The decision to target Lebanon’s bickering politicians came during Monday’s meeting of EU foreign ministers. Josep Borrell, high representative for foreign affairs and security policy, said the European officials had “reached a political understanding that a sanctions regime against those who are responsible for the situation should be established”.

Lebanon is suffering its worst ever peacetime economic crisis, exacerbated by a power vacuum since the current cabinet resigned shortly after the Beirut port explosion last August along with the failure to enact badly needed reforms.

The government has been in a caretaker role for 11 months, and acting premier Hassan Diab has insisted it does not have the authority to negotiate with the IMF for a rescue package — a step that other countries say is vital to unlocking financial aid.

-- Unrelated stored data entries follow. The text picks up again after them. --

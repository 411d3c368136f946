//! 健康检查处理器

use axum::{extract::State, Json};
use serde::Serialize;
use std::sync::{Arc, OnceLock};
use std::time::Instant;

use crate::middleware::AppState;

/// 存活探针响应
#[derive(Serialize)]
pub struct HealthResponse {
    pub status: String,
    pub version: String,
    pub environment: String,
    pub uptime_secs: u64,
}

static START_TIME: OnceLock<Instant> = OnceLock::new();

/// 设置应用启动时间（在 main.rs 中调用）
pub fn set_start_time() {
    let _ = START_TIME.set(Instant::now());
}

/// 获取应用运行时间（秒）
pub fn get_uptime() -> u64 {
    START_TIME.get().map_or(0, |start| start.elapsed().as_secs())
}

/// 存活探针
/// 快速响应，不检查依赖
pub async fn health_check(State(state): State<Arc<AppState>>) -> Json<HealthResponse> {
    Json(HealthResponse {
        status: "ok".to_string(),
        version: env!("CARGO_PKG_VERSION").to_string(),
        environment: state.config.security.environment.clone(),
        uptime_secs: get_uptime(),
    })
}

Yet former prime minister Saad Hariri, handed the task of forming a new government by parliament in October, has been unable to establish consensus even on the number of ministers to be in the new cabinet. Ministries are typically shared out between the confessional parties in political horse-trading.

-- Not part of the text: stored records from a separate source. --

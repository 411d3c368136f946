//! Authentication and access-management DTOs

use super::access::{Grant, Override, ResolvedUser, Role};
use crate::catalog::{BotButtonDef, PermissionDef};
use serde::{Deserialize, Deserializer, Serialize};
use validator::Validate;

/// Distinguishes an absent field (`None`) from an explicit `null` (`Some(null-ish)`).
fn present<'de, T, D>(deserializer: D) -> Result<Option<T>, D::Error>
where
    T: Deserialize<'de>,
    D: Deserializer<'de>,
{
    T::deserialize(deserializer).map(Some)
}

/// Login request
#[derive(Debug, Deserialize, Validate)]
pub struct LoginRequest {
    #[validate(length(min = 1))]
    pub login: String,
    #[validate(length(min = 1))]
    pub password: String,
}

/// Login response
#[derive(Debug, Serialize)]
pub struct LoginResponse {
    pub token: String,
    pub user: ResolvedUser,
}

/// Create role request
#[derive(Debug, Clone, Default, Deserialize)]
pub struct RoleSpec {
    pub id: Option<String>,
    pub name: Option<String>,
    pub permissions: Option<Grant>,
    pub bot_buttons: Option<Grant>,
    pub allowed_employee_ids: Option<Vec<String>>,
    pub allowed_departments: Option<Vec<String>>,
}

/// Partial role update; absent fields are left untouched
#[derive(Debug, Clone, Default, Deserialize)]
pub struct RolePatch {
    pub name: Option<String>,
    pub permissions: Option<Grant>,
    pub bot_buttons: Option<Grant>,
    /// `Some(None)` clears the role's default scope
    #[serde(default, deserialize_with = "present")]
    pub allowed_employee_ids: Option<Option<Vec<String>>>,
    #[serde(default, deserialize_with = "present")]
    pub allowed_departments: Option<Option<Vec<String>>>,
}

/// Create user request
#[derive(Debug, Clone, Default, Deserialize)]
pub struct UserSpec {
    pub id: Option<String>,
    #[serde(default)]
    pub login: String,
    #[serde(default)]
    pub password: String,
    pub role_id: Option<String>,
    #[serde(default)]
    pub permissions: Override<Grant>,
    #[serde(default)]
    pub bot_buttons: Override<Grant>,
    #[serde(default)]
    pub allowed_employee_ids: Override<Vec<String>>,
    #[serde(default)]
    pub allowed_departments: Override<Vec<String>>,
}

/// Partial user update
///
/// For override fields, `Some(Override::Inherit)` (JSON `null`) resets the
/// field to the role's value.
#[derive(Debug, Clone, Default, Deserialize)]
pub struct UserPatch {
    pub login: Option<String>,
    pub password: Option<String>,
    #[serde(default, deserialize_with = "present")]
    pub role_id: Option<Option<String>>,
    #[serde(default, deserialize_with = "present")]
    pub permissions: Option<Override<Grant>>,
    #[serde(default, deserialize_with = "present")]
    pub bot_buttons: Option<Override<Grant>>,
    #[serde(default, deserialize_with = "present")]
    pub allowed_employee_ids: Option<Override<Vec<String>>>,
    #[serde(default, deserialize_with = "present")]
    pub allowed_departments: Option<Override<Vec<String>>>,
}

/// Denormalized account view for the admin panel; never carries credentials
#[derive(Debug, Clone, Serialize)]
pub struct UserView {
    pub id: String,
    pub login: String,
    pub role_id: Option<String>,
    pub role_name: Option<String>,
    pub permissions: Override<Grant>,
    pub bot_buttons: Override<Grant>,
    pub resolved_permissions: Vec<String>,
    pub resolved_bot_buttons: Vec<String>,
    pub resolved_bot_button_labels: Vec<String>,
    pub display_name: Option<String>,
    pub allowed_employee_ids: Option<Vec<String>>,
    pub allowed_departments: Option<Vec<String>>,
    pub resolved_employee_names: Vec<String>,
    pub resolved_departments: Vec<String>,
}

/// Employee entry offered as a scope choice
#[derive(Debug, Clone, PartialEq, Eq, Serialize)]
pub struct EmployeeOption {
    pub id: String,
    pub name: String,
    pub department: String,
}

/// Everything the access-control page needs in one response
#[derive(Debug, Serialize)]
pub struct AccessConfigResponse {
    pub users: Vec<UserView>,
    pub roles: Vec<Role>,
    pub available_permissions: Vec<PermissionDef>,
    pub available_bot_buttons: Vec<BotButtonDef>,
    pub available_employees: Vec<EmployeeOption>,
    pub available_departments: Vec<String>,
}

/// Caller's employee visibility
#[derive(Debug, Serialize)]
pub struct ScopeResponse {
    pub unrestricted: bool,
    pub employee_ids: Vec<String>,
}

#[cfg(test)]
mod tests {
    use super::*;
    use serde_json::json;

    #[test]
    fn test_user_patch_absent_null_and_value() {
        let patch: UserPatch = serde_json::from_value(json!({
            "permissions": null,
            "bot_buttons": ["user.profile"],
            "role_id": null
        }))
        .unwrap();

        assert_eq!(patch.permissions, Some(Override::Inherit));
        assert_eq!(
            patch.bot_buttons,
            Some(Override::Explicit(Grant::only(["user.profile"])))
        );
        assert_eq!(patch.role_id, Some(None));
        assert!(patch.allowed_employee_ids.is_none());
        assert!(patch.login.is_none());
    }

    #[test]
    fn test_login_request_validation() {
        let req = LoginRequest {
            login: String::new(),
            password: "x".to_string(),
        };
        assert!(req.validate().is_err());
    }
}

“It seems to me that the Europeans are more concerned with a search for the political solution . . . than the Lebanese politicians themselves,” remarked Borrell. He said the EU aimed to build a legal framework for sanctions before the end of the month.

Jean-Yves Le Drian, French foreign minister, told reporters that Lebanon had been in “self-destruct mode for several months”. The former colonial power in Lebanon has taken a lead role in trying to encourage Lebanon’s politicians to agree on a new government.

Le Drian said on Monday that the “legal framework” agreed by EU foreign ministers “will be a tool to pressure the Lebanese authorities” on government formation and reforms.

Although Le Drian has previously warned sanctions were on the table, Monday’s decision is the most concrete step towards penalties for Lebanese leaders. The sanctions are expected to target individuals rather than institutions. Financial sanctions often include asset freezes, but the EU officials did not give details.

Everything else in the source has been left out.